4. The substance permeation method according to claim 3, wherein the supply of current to the introduction electrode is stopped for a predetermined time during the ion introduction.

[5] The ultrasonic frequency in the above ultrasonic introduction is set in the range of 20k to 5M (Hz), the ultrasonic intensity is set in the range of 0.5 to 5.0 (WZcm ² ), and the ultrasonic irradiation time is set in the range of 1 to 30. 5. The substance permeation method according to claim 1, wherein the substance penetration method falls within a range of (min).

[6] The ultrasonic frequency in the above ultrasonic introduction is in the range of 295k to 300k (Hz), the ultrasonic intensity is in the range of 5. 20-7.37 (WZcm ² ), and the ultrasonic irradiation time is 2. 71- 3. The material permeation method according to any one of claims 1 and 5, wherein the range is 84 (min).

[7] The substance permeation method according to any one of claims 1 to 6, wherein the power in the ion introduction is in the range of 1.46 to 8 (mW).

[8] The current in the ion introduction is in the range of 0.3 to L (mA) and the voltage is in the range of 6 to 12 (V). The method of penetrating substances according to claim 7

[9] The substance permeation method according to any one of claims 1 to 8, wherein the molecular weight of the active ingredient is 1000 to L0000.
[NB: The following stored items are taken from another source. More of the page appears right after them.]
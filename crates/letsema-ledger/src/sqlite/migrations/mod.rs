//! Schema migration runner for the central ledger database.
//!
//! Migrations are embedded at compile time via [`include_str!`] and executed
//! in version order. Each migration runs inside a transaction — a failure
//! rolls back cleanly with no partial schema state.
//!
//! The `schema_version` table tracks which migrations have been applied.
//! Running the migrator is idempotent: already-applied versions are skipped.

use rusqlite::Connection;
use tracing::{debug, info};

use crate::errors::{LedgerError, Result};

/// A single migration with a version number and SQL to execute.
struct Migration {
    version: u32,
    description: &'static str,
    sql: &'static str,
}

/// All migrations in version order.
const MIGRATIONS: &[Migration] = &[Migration {
    version: 1,
    description: "Ledger schema — borrowers, institutions, loans, status updates",
    sql: include_str!("v001_schema.sql"),
}];

/// Run all pending migrations on the given connection.
///
/// Creates the `schema_version` table if it doesn't exist, then applies
/// each migration whose version exceeds the current maximum. Each migration
/// runs in its own transaction.
///
/// # Errors
///
/// Returns [`LedgerError::Migration`] if any migration SQL fails.
pub fn run_migrations(conn: &Connection) -> Result<u32> {
    ensure_version_table(conn)?;
    let current = current_version(conn)?;
    let mut applied = 0;

    for migration in MIGRATIONS {
        if migration.version <= current {
            debug!(
                version = migration.version,
                description = migration.description,
                "migration already applied, skipping"
            );
            continue;
        }

        info!(
            version = migration.version,
            description = migration.description,
            "applying migration"
        );

        apply_migration(conn, migration)?;
        applied += 1;
    }

    if applied > 0 {
        info!(applied, "migrations complete");
    }

    Ok(applied)
}

/// Return the highest applied migration version, or 0 if none.
pub fn current_version(conn: &Connection) -> Result<u32> {
    let version: u32 = conn
        .query_row(
            "SELECT COALESCE(MAX(version), 0) FROM schema_version",
            [],
            |row| row.get(0),
        )
        .map_err(|e| LedgerError::Migration {
            message: format!("failed to read schema_version: {e}"),
        })?;
    Ok(version)
}

/// Return the latest migration version defined in code.
pub fn latest_version() -> u32 {
    MIGRATIONS.last().map_or(0, |m| m.version)
}

// ─────────────────────────────────────────────────────────────────────────────
// Internal
// ─────────────────────────────────────────────────────────────────────────────

fn ensure_version_table(conn: &Connection) -> Result<()> {
    conn.execute_batch(
        "CREATE TABLE IF NOT EXISTS schema_version (
           version     INTEGER PRIMARY KEY,
           applied_at  TEXT    NOT NULL,
           description TEXT
         );",
    )
    .map_err(|e| LedgerError::Migration {
        message: format!("failed to create schema_version table: {e}"),
    })?;
    Ok(())
}

fn apply_migration(conn: &Connection, migration: &Migration) -> Result<()> {
    let tx = conn
        .unchecked_transaction()
        .map_err(|e| LedgerError::Migration {
            message: format!(
                "failed to begin transaction for v{}: {e}",
                migration.version
            ),
        })?;

    tx.execute_batch(migration.sql)
        .map_err(|e| LedgerError::Migration {
            message: format!(
                "migration v{} ({}) failed: {e}",
                migration.version, migration.description
            ),
        })?;

    let _ = tx.execute(
        "INSERT INTO schema_version (version, applied_at, description) VALUES (?1, datetime('now'), ?2)",
        rusqlite::params![migration.version, migration.description],
    )
    .map_err(|e| LedgerError::Migration {
        message: format!("failed to record v{} in schema_version: {e}", migration.version),
    })?;

    tx.commit().map_err(|e| LedgerError::Migration {
        message: format!("failed to commit v{}: {e}", migration.version),
    })?;

    Ok(())
}

// ─────────────────────────────────────────────────────────────────────────────
// Tests
// ─────────────────────────────────────────────────────────────────────────────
[10] An introduction electrode that is brought into contact with the position where the active ingredient is applied, a vibration element that vibrates the introduction electrode to introduce ultrasonic waves, and a current that conducts ion introduction by flowing a positive current through the introduction electrode. In a substance permeation apparatus comprising a supply means,

The control means vibrates the vibration element under the condition of ultrasonic intensity (Iu) X ultrasonic irradiation time (Dp) ≤ 20, and after introducing the ultrasonic wave by vibrating the vibration element, the current supply means The substance permeation apparatus characterized by performing ion introduction by operating

[11] An introduction electrode that is brought into contact with the position where the active ingredient is applied, a vibration element that introduces ultrasonic waves by vibrating the introduction electrode, and a positive current is supplied to the introduction electrode to perform ion implantation. In the substance permeation apparatus comprising a current supply means,

The control means oscillates the vibration element and introduces ultrasonic waves, then causes the current supply means to flow a positive current through the introduction electrode to introduce ions, and further introduces a negative current to the current supply means. The substance infiltration device is characterized in that ions are led out through an electrode for use.

12. The substance permeation apparatus according to claim 11, wherein the current supply means causes a positive current and a negative current to flow alternately to the introduction electrode under the control of the control means.

[13] The current supply means, wherein the current supply means stops the supply of the current for a predetermined time while a positive current is flowing to the introduction electrode under the control of the control means. 13. The substance permeation device according to any one of 12 above.

[14] A sensor for measuring the blood concentration of the active ingredient is provided, and the control means supplies a positive current to the introduction electrode according to the blood concentration of the active ingredient, and a negative value to the introduction electrode. Switching between supply of current and stop of supply of current to the introduction electrode Item 13. The substance infiltration device according to Item 13.

When a positive current flows through the introduction electrode, a gripping electrode through which a negative current flows is provided, and when the control means stops the vibration element and operates the current supply means, the gripping electrode 15. The substance vibration device according to claim 11, wherein a warning is issued so as to touch the surface.